Огонёк лампы треснул и погас, в палатке стало темно. Я знал, что я — свеча на ветру. Смутно вижу, как ты медленно подходишь, твой золотой шлем так сияет, твой шлем по-прежнему блестит. И снова слышу, как ты, полный отваги, говоришь: — Гунцзинь, мы с тобой должны погнать коней и встать на стенах Лояна!

Я слегка улыбнулся и ответил: — Мужчина из Цзянцзо, его слово — золото… — Затем медленно закрыл глаза. — В 201 году нашей эры великий полководец Восточного У, Чжоу Юй Чжоу Гунцзинь, скончался в Бацю в возрасте тридцати пяти лет.

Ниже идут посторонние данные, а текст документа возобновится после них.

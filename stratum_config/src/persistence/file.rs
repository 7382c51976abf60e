//! Reading and writing per-component user documents.

use std::io::{ErrorKind, Write};
use std::sync::Arc;

use camino::{Utf8Path, Utf8PathBuf};
use cap_std::ambient_authority;
use cap_std::fs_utf8::{Dir, OpenOptions};
use serde_json::{Map, Value};
use tracing::debug;

use super::UserFileLayout;
use crate::{StratumError, StratumResult, StratumResultExt, System};

/// Outcome of reading one component's user document.
#[derive(Clone, Debug)]
pub enum UserFile {
    /// No document exists yet.
    Missing,
    /// The document exists but could not be read or is not a JSON object.
    Corrupt(Arc<StratumError>),
    /// The parsed top-level object.
    Loaded(Map<String, Value>),
}

impl UserFile {
    /// Section stored under `system`, if present.
    #[must_use]
    pub fn section(&self, system: System) -> Option<&Value> {
        match self {
            Self::Loaded(document) => document.get(system.as_str()),
            Self::Missing | Self::Corrupt(_) => None,
        }
    }

    /// `true` for [`UserFile::Missing`].
    #[must_use]
    pub const fn is_missing(&self) -> bool {
        matches!(self, Self::Missing)
    }

    /// `true` for [`UserFile::Corrupt`].
    #[must_use]
    pub const fn is_corrupt(&self) -> bool {
        matches!(self, Self::Corrupt(_))
    }

    /// The loaded document, or an empty one.
    #[must_use]
    pub fn into_document(self) -> Map<String, Value> {
        match self {
            Self::Loaded(document) => document,
            Self::Missing | Self::Corrupt(_) => Map::new(),
        }
    }
}

impl UserFileLayout {
    /// Reads `component`'s document.
    #[must_use]
    pub fn load(&self, component: &str) -> UserFile {
        let path = self.path_for(component);
        let dir = match Dir::open_ambient_dir(&self.dir, ambient_authority()) {
            Ok(dir) => dir,
            Err(err) if err.kind() == ErrorKind::NotFound => return UserFile::Missing,
            Err(err) => return UserFile::Corrupt(StratumError::file(&self.dir, err)),
        };
        let text = match dir.read_to_string(self.file_name(component)) {
            Ok(text) => text,
            Err(err) if err.kind() == ErrorKind::NotFound => {
                debug!(component, path = %path, "no user file");
                return UserFile::Missing;
            }
            Err(err) => return UserFile::Corrupt(StratumError::file(&path, err)),
        };
        match serde_json::from_str::<Map<String, Value>>(&text) {
            Ok(document) => UserFile::Loaded(document),
            Err(err) => UserFile::Corrupt(StratumError::parse(&path, err)),
        }
    }

    /// Replaces `component`'s document with `document`, creating the
    /// configuration directory when needed.
    ///
    /// # Errors
    ///
    /// Returns [`StratumError::Serialize`] when the document cannot be
    /// encoded and [`StratumError::File`] when the directory or file cannot
    /// be written.
    pub fn write(&self, component: &str, document: &Value) -> StratumResult<Utf8PathBuf> {
        let encoded = if self.pretty {
            serde_json::to_string_pretty(document)
        } else {
            serde_json::to_string(document)
        };
        let content = encoded.into_stratum()?;
        let dir = ensure_dir(&self.dir)?;
        let path = self.path_for(component);
        let mut file = dir
            .open_with(
                self.file_name(component),
                OpenOptions::new().write(true).create(true).truncate(true),
            )
            .map_err(|err| StratumError::file(&path, err))?;
        file.write_all(content.as_bytes())
            .map_err(|err| StratumError::file(&path, err))?;
        Ok(path)
    }
}

fn ensure_dir(path: &Utf8Path) -> StratumResult<Dir> {
    match Dir::open_ambient_dir(path, ambient_authority()) {
        Ok(dir) => Ok(dir),
        Err(open_err) if open_err.kind() == ErrorKind::NotFound => {
            Dir::create_ambient_dir_all(path, ambient_authority())
                .map_err(|err| StratumError::file(path, err))?;
            Dir::open_ambient_dir(path, ambient_authority())
                .map_err(|err| StratumError::file(path, err))
        }
        Err(open_err) => Err(StratumError::file(path, open_err)),
    }
}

Над Янцзы, глядя на ветвистые пики и извилистые ущелья, ощущаешь всю их властность. Там, где вырос лев Цзину, раскинулись могучие горы и бурные воды. Странные скалы пронзают облака, хаотичные холмы омываются дождём, а внизу спят черепахи и аллигаторы. Каждый слой несёт в себе мощь, словно хищник, готовый к полёту. Только к югу от города Железной Вазы, где горы демонстрируют свою красоту, вырисовывается изумрудное небо У.

Это так похоже на Сяо Цяо, только что вышедшую замуж, и на Чжоу Лана, её прекрасного зятя, знатока музыки. Бамбуковые дворики извилисты, сосновые хижины круты и изящны, но больше всего я люблю храм Линьгао. Трудно уйти, блуждая там, пока закат и дымка не поглотят колокольный звон?

Данная глава переведена искусственным интеллектом.
Если глава повторяется, в тексте содержатся смысловые ошибки или ошибки перевода, отправьте запрос на повторный перевод.
Глава будет переведена повторно через несколько минут.
Зарегистрируйтесь, чтобы отправить запрос

Комментарии к главе

Коментарии могут оставлять только зарегистрированные пользователи

(Нет комментариев)

Настройки



Премиум-подписка на книги

Что дает подписка?

  • 🔹 Доступ к книгам с ИИ-переводом и другим эксклюзивным материалам
  • 🔹 Чтение без ограничений — сколько угодно книг из раздела «Только по подписке»
  • 🔹 Удобные сроки: месяц, 3 месяца или год (чем дольше, тем выгоднее!)